1. For their taste
Famous chefs, such as the ones who fill Paris's hotels and Michelin-starred restaurants, have vegetable gardens on their roofs to provide supremely fresh produce. Tomatoes, strawberries, aromatics, salad greens, or edible flowers are fragile and easily damaged in trucks, cold rooms, or stalls. Gourmets know that the taste of produce and its nutritional value are far better when they are freshly harvested.
2. To intelligently recycle our garbage
Organic waste constitutes 30 percent of our garbage, and most of it is incinerated and placed in landfills. Instead, this mineral-rich waste could be transformed into compost and used to fertilize soil for urban farming. In Paris alone, we could avoid dealing with 400,000 tons of waste every year and thus decrease associated environmental hazards (garbage trucks, garbage dumps, incinerators) and their associated costs.
3. Because we can grow crops (almost) everywhere
To grow aromatics, strawberries, or radishes you only need a window and a window box. If you have a balcony, a yard, or, even better, a terrace or a piece of land, you can grow any of the 16,000 marketed varieties of these plants. Vertical farming helps optimize space. The roof ensures headroom, light and a great space for farming; it's a pity to leave it for the pigeons.
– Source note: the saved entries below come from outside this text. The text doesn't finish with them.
//! Global context for appimagelint runs.
//!
//! Provides centralized access to the cache locations and the configuration
//! file path. Every location can be overridden through the environment, which
//! is what the integration tests and packagers rely on.

use std::path::{Path, PathBuf};
use std::sync::LazyLock;

use directories::ProjectDirs;

use crate::util::config::Config;

/// Overrides the primary (user-writable) cache directory.
pub const CACHE_DIR_ENV: &str = "APPIMAGELINT_CACHE_DIR";

/// Overrides the bundled (read-only fallback) data directory.
pub const BUNDLED_DIR_ENV: &str = "APPIMAGELINT_BUNDLED_DIR";

/// Overrides the configuration file path.
pub const CONFIG_ENV: &str = "APPIMAGELINT_CONFIG";

/// Project directories for appimagelint
static PROJECT_DIRS: LazyLock<Option<ProjectDirs>> =
    LazyLock::new(|| ProjectDirs::from("org", "AppImage", "appimagelint"));

/// Global context containing paths.
#[derive(Debug, Clone)]
pub struct GlobalContext {
    /// Primary cache directory (user-writable)
    cache_dir: PathBuf,

    /// Bundled fallback data shipped with the installation
    bundled_dir: Option<PathBuf>,

    /// Configuration file
    config_path: PathBuf,

    cache_dir_from_env: bool,
    bundled_dir_from_env: bool,
}

impl GlobalContext {
    /// Create a new GlobalContext from the platform defaults and the environment.
    pub fn new() -> Self {
        let env_path = |key: &str| {
            std::env::var_os(key)
                .filter(|v| !v.is_empty())
                .map(PathBuf::from)
        };

        let cache_from_env = env_path(CACHE_DIR_ENV);
        let bundled_from_env = env_path(BUNDLED_DIR_ENV);

        let cache_dir_from_env = cache_from_env.is_some();
        let bundled_dir_from_env = bundled_from_env.is_some();

        let cache_dir = cache_from_env.unwrap_or_else(default_cache_dir);
        let bundled_dir = bundled_from_env.or_else(default_bundled_dir);

        let config_path = env_path(CONFIG_ENV).unwrap_or_else(|| match PROJECT_DIRS.as_ref() {
            Some(dirs) => dirs.config_dir().join("config.toml"),
            None => PathBuf::from("appimagelint.toml"),
        });

        GlobalContext {
            cache_dir,
            bundled_dir,
            config_path,
            cache_dir_from_env,
            bundled_dir_from_env,
        }
    }

    /// Create a context with explicit locations.
    pub fn with_dirs(cache_dir: PathBuf, bundled_dir: Option<PathBuf>) -> Self {
        GlobalContext {
            cache_dir,
            bundled_dir,
            config_path: PathBuf::from("appimagelint.toml"),
            cache_dir_from_env: true,
            bundled_dir_from_env: true,
        }
    }

    /// Apply directory settings from a configuration file.
    ///
    /// Environment overrides win over the configuration file.
    pub fn apply_config(&mut self, config: &Config) {
        if !self.cache_dir_from_env {
            if let Some(dir) = &config.cache.dir {
                self.cache_dir = dir.clone();
            }
        }

        if !self.bundled_dir_from_env {
            if let Some(dir) = &config.cache.bundled_dir {
                self.bundled_dir = Some(dir.clone());
            }
        }
    }

    /// Get the primary cache directory.
    pub fn cache_dir(&self) -> &Path {
        &self.cache_dir
    }

    /// Get the bundled fallback data directory, if the installation has one.
    pub fn bundled_dir(&self) -> Option<&Path> {
        self.bundled_dir.as_deref()
    }

    /// Get the configuration file path.
    pub fn config_path(&self) -> &Path {
        &self.config_path
    }
}

impl Default for GlobalContext {
    fn default() -> Self {
        Self::new()
    }
}

fn default_cache_dir() -> PathBuf {
    match PROJECT_DIRS.as_ref() {
        Some(dirs) => dirs.cache_dir().to_path_buf(),
        None => std::env::temp_dir().join("appimagelint-cache"),
    }
}

/// `<prefix>/share/appimagelint/data`, relative to the installed binary.
fn default_bundled_dir() -> Option<PathBuf> {
    let exe = std::env::current_exe().ok()?;
    let prefix = exe.parent()?.parent()?;
    Some(prefix.join("share").join("appimagelint").join("data"))
}
impl<'a, D: ReferenceData> CompatibilityEngine<'a, D> {
    pub fn new(data: &'a D, extractor: SymbolVersionExtractor, mounter: AppImageMounter) -> Self {
        CompatibilityEngine {
            data,
            extractor,
            mounter,
            distros: Distro::ALL.to_vec(),
        }
    }

    /// Restrict the target distributions.
    pub fn with_distros(mut self, distros: Vec<Distro>) -> Self {
        self.distros = distros;
        self
    }

    pub fn distros(&self) -> &[Distro] {
        &self.distros
    }

    /// Check one symbol family.
    pub fn evaluate(
        &self,
        bundle: &Bundle,
        family: SymbolFamily,
    ) -> Result<Vec<CheckResult>, CheckError> {
        let mut all = self.evaluate_all(bundle, &[family])?;
        Ok(all.pop().map(|f| f.results).unwrap_or_default())
    }

    /// Check several families, mounting the bundle once.
    pub fn evaluate_all(
        &self,
        bundle: &Bundle,
        families: &[SymbolFamily],
    ) -> Result<Vec<FamilyResults>, CheckError> {
        let required = self.required_versions(bundle, families)?;

        required
            .iter()
            .map(|set| {
                if set.is_empty() {
                    tracing::warn!("no {} dependencies detected in {}", set.family(), bundle);
                } else {
                    tracing::info!(
                        "{} versions required by {}: {}",
                        set.family(),
                        bundle,
                        set.iter().collect::<Vec<_>>().join(", ")
                    );
                }

                Ok(FamilyResults {
                    family: set.family(),
                    results: self.results_for(set)?,
                })
            })
            .collect()
    }

    /// Required versions of each family, from the runtime and the payload.
    pub fn required_versions(
        &self,
        bundle: &Bundle,
        families: &[SymbolFamily],
    ) -> Result<Vec<SymbolVersionSet>, CheckError> {
        let mut sets: Vec<SymbolVersionSet> =
            families.iter().map(|&f| SymbolVersionSet::new(f)).collect();

        if let Some(runtime) = bundle.runtime_path() {
            tracing::debug!("scanning runtime of {}", bundle);
            if let Some(names) = binary_names(&self.extractor, runtime) {
                collect(&mut sets, &names);
            }
        }

        let payload = self
            .mounter
            .with_mounted(bundle, |root| self.scan_payload(root, families))?;

        for (set, found) in sets.iter_mut().zip(payload) {
            set.union(&found);
        }

        Ok(sets)
    }

    /// Versions required by every binary below `root`.
    fn scan_payload(
        &self,
        root: &Path,
        families: &[SymbolFamily],
    ) -> Result<Vec<SymbolVersionSet>, CheckError> {
        tracing::debug!("scanning binaries below {}", root.display());

        let empty = || -> Vec<SymbolVersionSet> {
            families.iter().map(|&f| SymbolVersionSet::new(f)).collect()
        };

        let extractor = &self.extractor;

        let sets = enumerate_binaries(root)
            .par_bridge()
            .filter(|_| !interrupted())
            .filter_map(|path| binary_names(extractor, &path))
            .fold(empty, |mut sets, names| {
                collect(&mut sets, &names);
                sets
            })
            .reduce(empty, |mut left, right| {
                for (l, r) in left.iter_mut().zip(&right) {
                    l.union(r);
                }
                left
            });

        if interrupted() {
            return Err(CheckError::Interrupted);
        }

        Ok(sets)
    }

    /// Verdicts of every target release for an aggregated set.
    pub fn results_for(&self, set: &SymbolVersionSet) -> Result<Vec<CheckResult>, CheckError> {
        let Some(required) = set.max() else {
            return Ok(Vec::new());
        };

        let mut results = Vec::new();

        for &distro in &self.distros {
            let map = self.data.version_map(distro, set.family())?;

            for release in self.data.releases(distro)? {
                let decision = decide(&required, &release, &map);
                results.push(CheckResult::new(
                    set.family(),
                    distro,
                    &release,
                    required.to_string(),
                    decision.max_supported,
                    decision.passed,
                ));
            }
        }

        Ok(results)
    }
}
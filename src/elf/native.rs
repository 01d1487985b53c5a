//! In-process ELF introspection with goblin.

use std::fs::File;
use std::path::Path;

use goblin::elf::section_header::{SHT_GNU_VERDEF, SHT_GNU_VERNEED};
use goblin::elf::Elf;
use goblin::strtab::Strtab;
use memmap2::Mmap;

use super::{ElfIntrospector, IntrospectionError, VersionQuery};

/// Reads version sections by parsing the ELF file directly.
#[derive(Debug, Clone, Default)]
pub struct NativeIntrospector;

impl NativeIntrospector {
    pub fn new() -> Self {
        NativeIntrospector
    }
}

impl ElfIntrospector for NativeIntrospector {
    fn version_names(
        &self,
        path: &Path,
        query: VersionQuery,
    ) -> Result<Vec<String>, IntrospectionError> {
        let io_err = |source: std::io::Error| IntrospectionError::Io {
            path: path.to_path_buf(),
            source,
        };

        let file = File::open(path).map_err(io_err)?;
        if file.metadata().map_err(io_err)?.len() < 4 {
            return Err(IntrospectionError::NotElf {
                path: path.to_path_buf(),
            });
        }

        // AppImages carry their payload after the runtime; only the pages
        // goblin touches get read.
        // SAFETY: the map is read-only and dropped before returning.
        let bytes = unsafe { Mmap::map(&file) }.map_err(io_err)?;

        if !bytes.starts_with(b"\x7fELF") {
            return Err(IntrospectionError::NotElf {
                path: path.to_path_buf(),
            });
        }

        let elf = Elf::parse(&bytes).map_err(|source| IntrospectionError::Parse {
            path: path.to_path_buf(),
            source,
        })?;

        Ok(version_names(&elf, &bytes, query))
    }

    fn name(&self) -> &'static str {
        "native"
    }
}

/// Collect version names from a parsed ELF file.
pub fn version_names(elf: &Elf<'_>, bytes: &[u8], query: VersionQuery) -> Vec<String> {
    let mut names = Vec::new();

    if query.includes_required() {
        if let Some(verneed) = &elf.verneed {
            let strtab = linked_strtab(elf, bytes, SHT_GNU_VERNEED);

            for need in verneed.iter() {
                for aux in need.iter() {
                    if let Some(name) = lookup_name(elf, strtab.as_ref(), aux.vna_name as usize) {
                        names.push(name.to_string());
                    }
                }
            }
        }
    }

    if query.includes_defined() {
        if let Some(verdef) = &elf.verdef {
            let strtab = linked_strtab(elf, bytes, SHT_GNU_VERDEF);

            for def in verdef.iter() {
                for aux in def.iter() {
                    if let Some(name) = lookup_name(elf, strtab.as_ref(), aux.vda_name as usize) {
                        names.push(name.to_string());
                    }
                }
            }
        }
    }

    names
}

/// The string table a version section points to through `sh_link`.
fn linked_strtab<'a>(elf: &Elf<'_>, bytes: &'a [u8], sh_type: u32) -> Option<Strtab<'a>> {
    let section = elf
        .section_headers
        .iter()
        .find(|header| header.sh_type == sh_type)?;
    let strings = elf.section_headers.get(section.sh_link as usize)?;

    Strtab::parse(
        bytes,
        strings.sh_offset as usize,
        strings.sh_size as usize,
        0x0,
    )
    .ok()
}

/// Resolve a name offset, preferring the linked table over the dynamic one.
fn lookup_name<'a>(elf: &'a Elf<'_>, strtab: Option<&'a Strtab<'_>>, offset: usize) -> Option<&'a str> {
    strtab
        .and_then(|table| table.get_at(offset))
        .or_else(|| elf.dynstrtab.get_at(offset))
}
4. To accommodate biodiversity
This is especially the case for ladybirds and chickadees. When carefully cultivated, a vegetable garden is an ecosystem full of various fungi, bacteria, insects, and earthworms. The vegetable garden offers a refuge for wild species and provides them with the appropriate habitat and shelter.
5. To control runoff
During rain showers, water flows quickly over impermeable roofs and regularly overflows sewage that discharge pollutants in rivers. A layer of soil is able to absorb water like a sponge and to regulate the fluctuation of water. The city of New York, being well aware of this risk, has provided over $600,000 to Brooklyn Grange, a 2.5-acre rooftop farm, for the service it provides to the city.
6. To limit heat waves
Walls and roads accumulate heat, and the temperature of a city can be several degrees higher than that of the neighboring countryside. Besides its effects on health, the rise in temperature causes extensive use of air conditioning, which in turn transfers heat to the air outside, causing a real vicious cycle. Plants provide shade for roofs and the walls. Also, the evaporating water on the leaves may cool down the air.
7. To survive crises
While we currently know abundance thanks to a well-functioning economic system, Paris, for example, could only survive for a few days if forced to supply its own food. In 1943, when the Germans requisitioned means of transportation, Parisians grew leeks on the lawns of the Louvre for fresh produce. In southern countries, urban farming plays a similar vital role. In Kinshasa, urban farming is an important weapon in the fight against childhood malnutrition. Urban farming does not have the potential to ensure the food autonomy of a city, but it can provide crucial backup. The fast and spontaneous development of urban farming for food in Spain and Greece proves it.
8. For socialization and education
Community gardens help forge relationships between residents; gardening is an activity that favors cooperation, rather than competition. It is also a means to help marginalized people to be involved, which helps them gain self-confidence. With gardens in schools or a vegetable garden at home, children will learn where vegetables come from and will eat them voluntarily.
9. And most of all, because it makes you feel good!
With the busy rhythm of life in the city, farming makes you feel healthy and well. Sowing, planting and harvesting are activities that engage your whole body. Numerous studies have shown the potential beneficial effects of gardening on mental and physical health. If you have little time and a good irrigation system, you can choose varieties that only need to be planted and harvested and there you go: you have the satisfaction of eating fruits and vegetables with less effort.